> _Your objective_
The expected output is exactly the lines below, starting at the line with "if max_key_len >" and ending at the line with "taken from a", both included; no other line belongs in it.

> _Provided information_
====

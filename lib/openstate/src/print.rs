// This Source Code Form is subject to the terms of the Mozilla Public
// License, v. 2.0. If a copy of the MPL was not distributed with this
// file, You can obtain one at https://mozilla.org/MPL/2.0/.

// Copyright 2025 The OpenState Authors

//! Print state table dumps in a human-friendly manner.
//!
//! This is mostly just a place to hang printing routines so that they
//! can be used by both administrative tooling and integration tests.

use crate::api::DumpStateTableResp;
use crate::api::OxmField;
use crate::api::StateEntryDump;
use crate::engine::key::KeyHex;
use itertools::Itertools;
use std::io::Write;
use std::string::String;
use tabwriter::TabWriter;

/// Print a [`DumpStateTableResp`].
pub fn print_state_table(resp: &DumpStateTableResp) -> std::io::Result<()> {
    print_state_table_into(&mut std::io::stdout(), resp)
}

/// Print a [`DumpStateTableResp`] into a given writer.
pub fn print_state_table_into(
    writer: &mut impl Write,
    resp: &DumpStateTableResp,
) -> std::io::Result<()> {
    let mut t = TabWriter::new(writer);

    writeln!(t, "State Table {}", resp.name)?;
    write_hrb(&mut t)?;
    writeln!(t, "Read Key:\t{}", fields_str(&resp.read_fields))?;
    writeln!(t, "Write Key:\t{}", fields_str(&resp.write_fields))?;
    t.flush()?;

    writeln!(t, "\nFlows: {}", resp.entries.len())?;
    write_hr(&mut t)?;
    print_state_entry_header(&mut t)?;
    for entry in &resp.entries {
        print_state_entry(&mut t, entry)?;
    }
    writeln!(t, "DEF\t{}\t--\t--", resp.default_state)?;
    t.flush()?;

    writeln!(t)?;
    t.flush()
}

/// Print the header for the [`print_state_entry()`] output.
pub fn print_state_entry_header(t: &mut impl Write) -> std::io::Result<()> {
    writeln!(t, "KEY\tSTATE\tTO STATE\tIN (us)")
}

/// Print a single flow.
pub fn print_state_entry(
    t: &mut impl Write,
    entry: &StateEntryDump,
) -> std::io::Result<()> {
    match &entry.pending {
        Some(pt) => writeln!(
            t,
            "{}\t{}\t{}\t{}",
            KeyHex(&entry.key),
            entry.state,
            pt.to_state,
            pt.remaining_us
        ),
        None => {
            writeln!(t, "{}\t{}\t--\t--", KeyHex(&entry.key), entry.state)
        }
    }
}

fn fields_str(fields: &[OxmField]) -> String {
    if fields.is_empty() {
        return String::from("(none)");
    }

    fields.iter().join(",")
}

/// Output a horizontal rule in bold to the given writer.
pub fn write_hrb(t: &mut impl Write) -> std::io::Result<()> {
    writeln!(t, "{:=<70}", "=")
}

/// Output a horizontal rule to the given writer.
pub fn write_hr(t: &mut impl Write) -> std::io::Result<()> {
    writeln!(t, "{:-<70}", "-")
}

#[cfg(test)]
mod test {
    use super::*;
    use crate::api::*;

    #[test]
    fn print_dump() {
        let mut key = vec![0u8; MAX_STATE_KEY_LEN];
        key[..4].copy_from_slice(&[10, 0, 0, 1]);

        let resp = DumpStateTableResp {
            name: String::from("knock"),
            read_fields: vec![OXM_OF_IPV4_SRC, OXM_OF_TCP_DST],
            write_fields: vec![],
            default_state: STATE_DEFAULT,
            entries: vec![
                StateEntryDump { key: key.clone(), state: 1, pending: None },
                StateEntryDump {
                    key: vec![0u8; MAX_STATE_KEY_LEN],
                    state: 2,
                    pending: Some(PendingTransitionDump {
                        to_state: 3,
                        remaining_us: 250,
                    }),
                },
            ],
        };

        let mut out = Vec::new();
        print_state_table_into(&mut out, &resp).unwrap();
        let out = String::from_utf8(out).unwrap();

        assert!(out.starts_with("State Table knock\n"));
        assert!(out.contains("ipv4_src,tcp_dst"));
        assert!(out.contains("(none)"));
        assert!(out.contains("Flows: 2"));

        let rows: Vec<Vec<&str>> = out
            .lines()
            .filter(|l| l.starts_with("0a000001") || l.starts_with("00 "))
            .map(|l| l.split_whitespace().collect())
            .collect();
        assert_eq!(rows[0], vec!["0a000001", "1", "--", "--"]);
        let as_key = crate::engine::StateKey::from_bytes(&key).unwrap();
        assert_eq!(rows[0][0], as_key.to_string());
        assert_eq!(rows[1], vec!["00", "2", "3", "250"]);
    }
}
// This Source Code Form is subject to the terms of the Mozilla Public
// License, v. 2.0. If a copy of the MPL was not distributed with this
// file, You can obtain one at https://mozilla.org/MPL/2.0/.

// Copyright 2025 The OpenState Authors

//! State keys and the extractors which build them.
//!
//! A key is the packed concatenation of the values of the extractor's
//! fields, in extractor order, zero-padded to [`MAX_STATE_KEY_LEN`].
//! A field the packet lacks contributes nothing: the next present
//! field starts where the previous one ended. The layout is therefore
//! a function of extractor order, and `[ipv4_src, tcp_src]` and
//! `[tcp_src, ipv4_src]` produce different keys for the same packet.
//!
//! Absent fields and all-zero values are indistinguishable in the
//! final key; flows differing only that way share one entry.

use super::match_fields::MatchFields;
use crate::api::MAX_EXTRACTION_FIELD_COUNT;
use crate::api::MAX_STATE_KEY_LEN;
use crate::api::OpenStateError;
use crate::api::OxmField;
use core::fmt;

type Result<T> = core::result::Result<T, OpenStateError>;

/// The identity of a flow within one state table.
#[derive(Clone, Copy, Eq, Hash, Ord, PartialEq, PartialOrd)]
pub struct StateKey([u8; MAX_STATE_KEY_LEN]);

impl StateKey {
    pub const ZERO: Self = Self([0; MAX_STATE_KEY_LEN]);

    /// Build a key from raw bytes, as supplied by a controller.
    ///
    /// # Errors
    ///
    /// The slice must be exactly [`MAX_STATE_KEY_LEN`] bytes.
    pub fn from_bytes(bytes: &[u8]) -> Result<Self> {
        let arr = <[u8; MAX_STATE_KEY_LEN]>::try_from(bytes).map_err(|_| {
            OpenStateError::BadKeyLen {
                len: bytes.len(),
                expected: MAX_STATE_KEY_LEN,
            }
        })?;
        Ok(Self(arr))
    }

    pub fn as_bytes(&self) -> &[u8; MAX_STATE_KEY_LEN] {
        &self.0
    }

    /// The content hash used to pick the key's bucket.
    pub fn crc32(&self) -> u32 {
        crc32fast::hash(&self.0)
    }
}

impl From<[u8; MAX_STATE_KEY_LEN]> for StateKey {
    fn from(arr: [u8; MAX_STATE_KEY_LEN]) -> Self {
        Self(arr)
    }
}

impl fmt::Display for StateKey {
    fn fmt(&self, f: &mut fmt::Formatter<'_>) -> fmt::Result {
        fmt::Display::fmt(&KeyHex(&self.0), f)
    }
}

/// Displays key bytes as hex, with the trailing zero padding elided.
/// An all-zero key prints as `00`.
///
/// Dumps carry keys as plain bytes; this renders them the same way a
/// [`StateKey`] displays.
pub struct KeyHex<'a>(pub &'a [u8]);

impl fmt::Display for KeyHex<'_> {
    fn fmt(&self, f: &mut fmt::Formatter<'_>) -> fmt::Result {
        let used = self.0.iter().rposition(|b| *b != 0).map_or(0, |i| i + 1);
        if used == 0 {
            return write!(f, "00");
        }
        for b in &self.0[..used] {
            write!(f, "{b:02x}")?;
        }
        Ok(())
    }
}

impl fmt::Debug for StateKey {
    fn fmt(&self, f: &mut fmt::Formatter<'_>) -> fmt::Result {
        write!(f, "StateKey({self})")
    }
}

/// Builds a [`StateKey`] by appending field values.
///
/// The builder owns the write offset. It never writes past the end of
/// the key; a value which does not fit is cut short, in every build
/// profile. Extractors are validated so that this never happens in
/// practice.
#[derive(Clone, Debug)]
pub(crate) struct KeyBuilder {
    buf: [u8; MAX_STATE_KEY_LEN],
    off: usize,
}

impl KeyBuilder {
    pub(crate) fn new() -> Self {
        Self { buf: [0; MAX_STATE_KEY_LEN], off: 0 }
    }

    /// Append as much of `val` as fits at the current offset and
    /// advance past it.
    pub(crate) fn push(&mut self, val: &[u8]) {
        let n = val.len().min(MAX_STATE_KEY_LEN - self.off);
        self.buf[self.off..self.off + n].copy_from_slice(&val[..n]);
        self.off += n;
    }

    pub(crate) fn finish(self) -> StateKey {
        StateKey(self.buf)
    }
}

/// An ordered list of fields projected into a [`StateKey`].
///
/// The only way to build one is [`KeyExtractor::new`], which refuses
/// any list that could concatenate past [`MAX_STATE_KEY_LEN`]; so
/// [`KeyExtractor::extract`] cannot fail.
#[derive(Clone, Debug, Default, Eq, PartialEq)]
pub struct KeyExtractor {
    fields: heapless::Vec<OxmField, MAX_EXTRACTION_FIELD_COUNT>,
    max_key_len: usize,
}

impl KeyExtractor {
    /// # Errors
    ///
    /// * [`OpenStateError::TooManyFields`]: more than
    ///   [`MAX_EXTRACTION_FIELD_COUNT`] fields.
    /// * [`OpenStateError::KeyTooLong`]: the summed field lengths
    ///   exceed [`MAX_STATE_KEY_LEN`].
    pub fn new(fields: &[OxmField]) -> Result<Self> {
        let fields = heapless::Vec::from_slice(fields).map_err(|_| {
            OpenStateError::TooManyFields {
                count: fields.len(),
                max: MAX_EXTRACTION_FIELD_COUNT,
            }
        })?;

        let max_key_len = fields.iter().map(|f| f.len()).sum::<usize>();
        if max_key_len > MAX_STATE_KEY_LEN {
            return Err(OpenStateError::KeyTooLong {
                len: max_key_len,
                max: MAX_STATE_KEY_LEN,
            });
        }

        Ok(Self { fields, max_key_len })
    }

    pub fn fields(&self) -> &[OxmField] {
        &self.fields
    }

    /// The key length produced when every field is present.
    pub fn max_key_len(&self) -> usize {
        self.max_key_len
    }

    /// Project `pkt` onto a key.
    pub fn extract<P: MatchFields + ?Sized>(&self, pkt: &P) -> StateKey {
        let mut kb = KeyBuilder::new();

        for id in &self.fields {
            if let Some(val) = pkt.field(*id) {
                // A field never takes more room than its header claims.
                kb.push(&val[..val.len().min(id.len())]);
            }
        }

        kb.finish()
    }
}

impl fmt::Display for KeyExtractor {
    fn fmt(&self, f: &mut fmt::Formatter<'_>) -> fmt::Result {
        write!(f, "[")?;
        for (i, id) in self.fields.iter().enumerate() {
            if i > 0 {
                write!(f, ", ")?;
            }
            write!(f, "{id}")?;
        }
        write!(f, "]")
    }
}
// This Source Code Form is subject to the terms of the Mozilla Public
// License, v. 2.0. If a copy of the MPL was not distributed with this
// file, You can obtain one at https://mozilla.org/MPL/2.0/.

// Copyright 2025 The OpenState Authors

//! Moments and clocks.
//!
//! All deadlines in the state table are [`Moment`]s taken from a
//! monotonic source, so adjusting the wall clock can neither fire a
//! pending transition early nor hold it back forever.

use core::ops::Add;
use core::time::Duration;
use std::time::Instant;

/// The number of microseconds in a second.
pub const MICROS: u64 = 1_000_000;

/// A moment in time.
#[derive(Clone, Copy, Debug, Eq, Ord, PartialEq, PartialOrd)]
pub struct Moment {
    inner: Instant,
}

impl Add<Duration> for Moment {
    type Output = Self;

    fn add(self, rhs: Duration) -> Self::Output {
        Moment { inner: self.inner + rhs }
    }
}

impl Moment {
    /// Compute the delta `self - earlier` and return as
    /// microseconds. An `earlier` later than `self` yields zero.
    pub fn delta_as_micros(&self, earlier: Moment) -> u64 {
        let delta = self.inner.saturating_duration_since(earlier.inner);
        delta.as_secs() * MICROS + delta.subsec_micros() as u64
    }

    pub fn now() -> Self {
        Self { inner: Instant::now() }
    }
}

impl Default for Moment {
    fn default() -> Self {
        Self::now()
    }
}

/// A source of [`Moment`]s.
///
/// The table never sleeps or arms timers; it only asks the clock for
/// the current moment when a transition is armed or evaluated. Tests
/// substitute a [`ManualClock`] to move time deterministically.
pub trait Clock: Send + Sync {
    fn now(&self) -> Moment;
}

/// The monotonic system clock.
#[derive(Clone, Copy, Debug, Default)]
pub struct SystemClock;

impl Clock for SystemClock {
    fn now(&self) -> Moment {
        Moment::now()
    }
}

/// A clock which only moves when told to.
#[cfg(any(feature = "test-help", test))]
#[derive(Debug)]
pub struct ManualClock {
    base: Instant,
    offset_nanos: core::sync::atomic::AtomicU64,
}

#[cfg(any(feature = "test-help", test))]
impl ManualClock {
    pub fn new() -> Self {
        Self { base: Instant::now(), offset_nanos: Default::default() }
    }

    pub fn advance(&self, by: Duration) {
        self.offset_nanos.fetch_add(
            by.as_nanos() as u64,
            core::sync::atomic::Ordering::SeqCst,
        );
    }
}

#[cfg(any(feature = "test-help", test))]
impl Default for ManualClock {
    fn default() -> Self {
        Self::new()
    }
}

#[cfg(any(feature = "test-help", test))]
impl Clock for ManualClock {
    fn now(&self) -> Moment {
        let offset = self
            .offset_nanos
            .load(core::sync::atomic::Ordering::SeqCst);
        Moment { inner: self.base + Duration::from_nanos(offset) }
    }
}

====

> _Result of this task_
        if max_key_len > MAX_STATE_KEY_LEN {
            return Err(OpenStateError::KeyTooLong {
                len: max_key_len,
                max: MAX_STATE_KEY_LEN,
            });
        }

        Ok(Self { fields, max_key_len })
    }

    pub fn fields(&self) -> &[OxmField] {
        &self.fields
    }

    /// The key length produced when every field is present.
    pub fn max_key_len(&self) -> usize {
        self.max_key_len
    }

    /// Project `pkt` onto a key.
    pub fn extract<P: MatchFields + ?Sized>(&self, pkt: &P) -> StateKey {
        let mut kb = KeyBuilder::new();

        for id in &self.fields {
            if let Some(val) = pkt.field(*id) {
                // A field never takes more room than its header claims.
                kb.push(&val[..val.len().min(id.len())]);
            }
        }

        kb.finish()
    }
}

impl fmt::Display for KeyExtractor {
    fn fmt(&self, f: &mut fmt::Formatter<'_>) -> fmt::Result {
        write!(f, "[")?;
        for (i, id) in self.fields.iter().enumerate() {
            if i > 0 {
                write!(f, ", ")?;
            }
            write!(f, "{id}")?;
        }
        write!(f, "]")
    }
}
// This Source Code Form is subject to the terms of the Mozilla Public
// License, v. 2.0. If a copy of the MPL was not distributed with this
// file, You can obtain one at https://mozilla.org/MPL/2.0/.

// Copyright 2025 The OpenState Authors

//! Moments and clocks.
//!
//! All deadlines in the state table are [`Moment`]s taken from a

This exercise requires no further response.